→ **What the task asks**: When a line in the material contains the word "TestUser", copy it.

→ **Supplied material**:
//! Shared test utilities for the integration suites
#![allow(dead_code)]

use std::sync::Once;

use common::codec::VaultMetadata;
use common::share::{CryptoScheme, ShareKeyring};
use common::testkit::TestUser;
use common::vault::VaultProvisioningBundle;

static TRACING: Once = Once::new();

/// Route engine logs to the test writer. Filter with `RUST_LOG`.
pub fn init_tracing() {
    TRACING.call_once(|| {
        let _ = tracing_subscriber::fmt()
            .with_env_filter(tracing_subscriber::EnvFilter::from_default_env())
            .with_test_writer()
            .try_init();
    });
}

/// Set up a test environment with a fresh user and one vault under `scheme`
pub fn setup_test_env(scheme: CryptoScheme) -> (TestUser, VaultProvisioningBundle, ShareKeyring) {
    init_tracing();
    let user = TestUser::new().unwrap();
    let bundle = user
        .vaults
        .create_vault_with_scheme(scheme, &VaultMetadata::new("test", "integration"))
        .unwrap();
    let keyring = bundle.keyring().unwrap();
    (user, bundle, keyring)
}

/// Rotate `keyring` until its active key is at `rotation`
pub fn rotate_to(user: &TestUser, keyring: &ShareKeyring, rotation: u64) -> ShareKeyring {
    let mut keyring = keyring.clone();
    while keyring.active().unwrap().rotation.get() < rotation {
        keyring = user.vaults.rotate(&keyring).unwrap().apply(&keyring).unwrap();
    }
    keyring
}
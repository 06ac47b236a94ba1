use serde::{Deserialize, Serialize};

use super::provisioning::VaultProvisioningEngine;
use crate::crypto::{Attestation, Fingerprint, PublicKey};
use crate::error::{KeyringError, VaultCryptoError};
use crate::share::chain::{inviter_acceptance_message, verify_signature};
use crate::share::{CryptoScheme, LegacyKeyChain, Rotation, ShareId, ShareKey, ShareKeyring, UnlockedShareKey};

/// One key generation re-encrypted for an invitee
#[derive(Debug, Clone, PartialEq, Eq, Serialize, Deserialize)]
pub struct InviteKey {
    pub rotation: Rotation,
    /// The key material sealed to the invitee's identity, base64
    pub sealed_key: String,
    pub fingerprint: Fingerprint,
    pub is_active: bool,
    pub create_time: i64,
    /// Inviter identity over (share, rotation, fingerprint, invitee), base64
    pub inviter_signature: String,
    pub chain: Option<LegacyKeyChain>,
}

/// Every key generation of a share, readable only by `invitee`
#[derive(Debug, Clone, PartialEq, Eq, Serialize, Deserialize)]
pub struct VaultInvite {
    pub share_id: ShareId,
    pub scheme: CryptoScheme,
    pub inviter: PublicKey,
    pub invitee: PublicKey,
    pub keys: Vec<InviteKey>,
}

/// The invitee's side of an accepted invite: share keys rooted in the
/// invitee's own identity and wrapped by the invitee's keystore
#[derive(Debug, Clone, PartialEq, Eq, Serialize, Deserialize)]
pub struct AcceptedInvite {
    pub share_id: ShareId,
    pub scheme: CryptoScheme,
    pub inviter: PublicKey,
    pub keys: Vec<ShareKey>,
}

impl AcceptedInvite {
    pub fn keyring(&self) -> Result<ShareKeyring, KeyringError> {
        ShareKeyring::new(self.share_id, self.scheme, self.keys.clone())
    }
}

impl VaultProvisioningEngine {
    /// Re-encrypt every generation in `keyring` to `invitee`
    ///
    /// Each key is verified against this identity before it is shared.
    pub fn create_invite(
        &self,
        keyring: &ShareKeyring,
        invitee: &PublicKey,
    ) -> Result<VaultInvite, VaultCryptoError> {
        let share_id = keyring.share_id();
        let inviter = self.identity.public_key();

        let keys = keyring
            .keys()
            .iter()
            .map(|share_key| {
                let key = keyring.unlock(share_key.rotation, self.keystore.as_ref(), &inviter)?;
                let signature = self.identity.sign(&inviter_acceptance_message(
                    &share_id,
                    share_key.rotation,
                    &share_key.fingerprint,
                    invitee,
                ));
                Ok(InviteKey {
                    rotation: share_key.rotation,
                    sealed_key: key.seal_to(invitee)?,
                    fingerprint: share_key.fingerprint,
                    is_active: share_key.is_active,
                    create_time: share_key.create_time,
                    inviter_signature: crate::wire::encode(signature.to_bytes()),
                    chain: share_key.chain.clone(),
                })
            })
            .collect::<Result<Vec<_>, VaultCryptoError>>()?;

        tracing::info!(
            share_id = %share_id,
            invitee = %invitee,
            keys = keys.len(),
            "created vault invite"
        );
        Ok(VaultInvite {
            share_id,
            scheme: keyring.scheme(),
            inviter,
            invitee: *invitee,
            keys,
        })
    }

    /// Take ownership of the keys in an invite addressed to this identity
    ///
    /// Every inviter signature and every fingerprint has to check out; one
    /// bad generation rejects the whole invite.
    pub fn accept_invite(&self, invite: &VaultInvite) -> Result<AcceptedInvite, VaultCryptoError> {
        if invite.invitee != self.identity.public_key() {
            return Err(VaultCryptoError::InviteRecipientMismatch);
        }

        let keys = invite
            .keys
            .iter()
            .map(|invite_key| self.accept_key(invite, invite_key))
            .collect::<Result<Vec<_>, _>>()?;

        tracing::info!(
            share_id = %invite.share_id,
            inviter = %invite.inviter,
            keys = keys.len(),
            "accepted vault invite"
        );
        Ok(AcceptedInvite {
            share_id: invite.share_id,
            scheme: invite.scheme,
            inviter: invite.inviter,
            keys,
        })
    }

    fn accept_key(
        &self,
        invite: &VaultInvite,
        invite_key: &InviteKey,
    ) -> Result<ShareKey, VaultCryptoError> {
        verify_signature(
            &invite.inviter,
            &inviter_acceptance_message(
                &invite.share_id,
                invite_key.rotation,
                &invite_key.fingerprint,
                &invite.invitee,
            ),
            &invite_key.inviter_signature,
            Attestation::InviterAcceptance,
        )?;
        if let Some(chain) = &invite_key.chain {
            if chain.signing_fingerprint() != invite_key.fingerprint {
                return Err(VaultCryptoError::signature_invalid(Attestation::InviterAcceptance));
            }
            chain.verify()?;
        }

        let key = UnlockedShareKey::from_sealed(
            invite.scheme,
            invite_key.rotation,
            &invite_key.sealed_key,
            self.identity.as_ref(),
        )?;
        if key.fingerprint() != invite_key.fingerprint {
            return Err(VaultCryptoError::signature_invalid(Attestation::InviterAcceptance));
        }
        key.check_chain(invite_key.chain.as_ref())?;

        let share_key = ShareKey::seal(
            &invite.share_id,
            &key,
            self.identity.as_ref(),
            self.keystore.as_ref(),
            invite_key.is_active,
        )?;
        Ok(ShareKey {
            create_time: invite_key.create_time,
            ..share_key
        })
    }
}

→ **Your response**:
use common::testkit::TestUser;
pub fn setup_test_env(scheme: CryptoScheme) -> (TestUser, VaultProvisioningBundle, ShareKeyring) {
    let user = TestUser::new().unwrap();
pub fn rotate_to(user: &TestUser, keyring: &ShareKeyring, rotation: u64) -> ShareKeyring {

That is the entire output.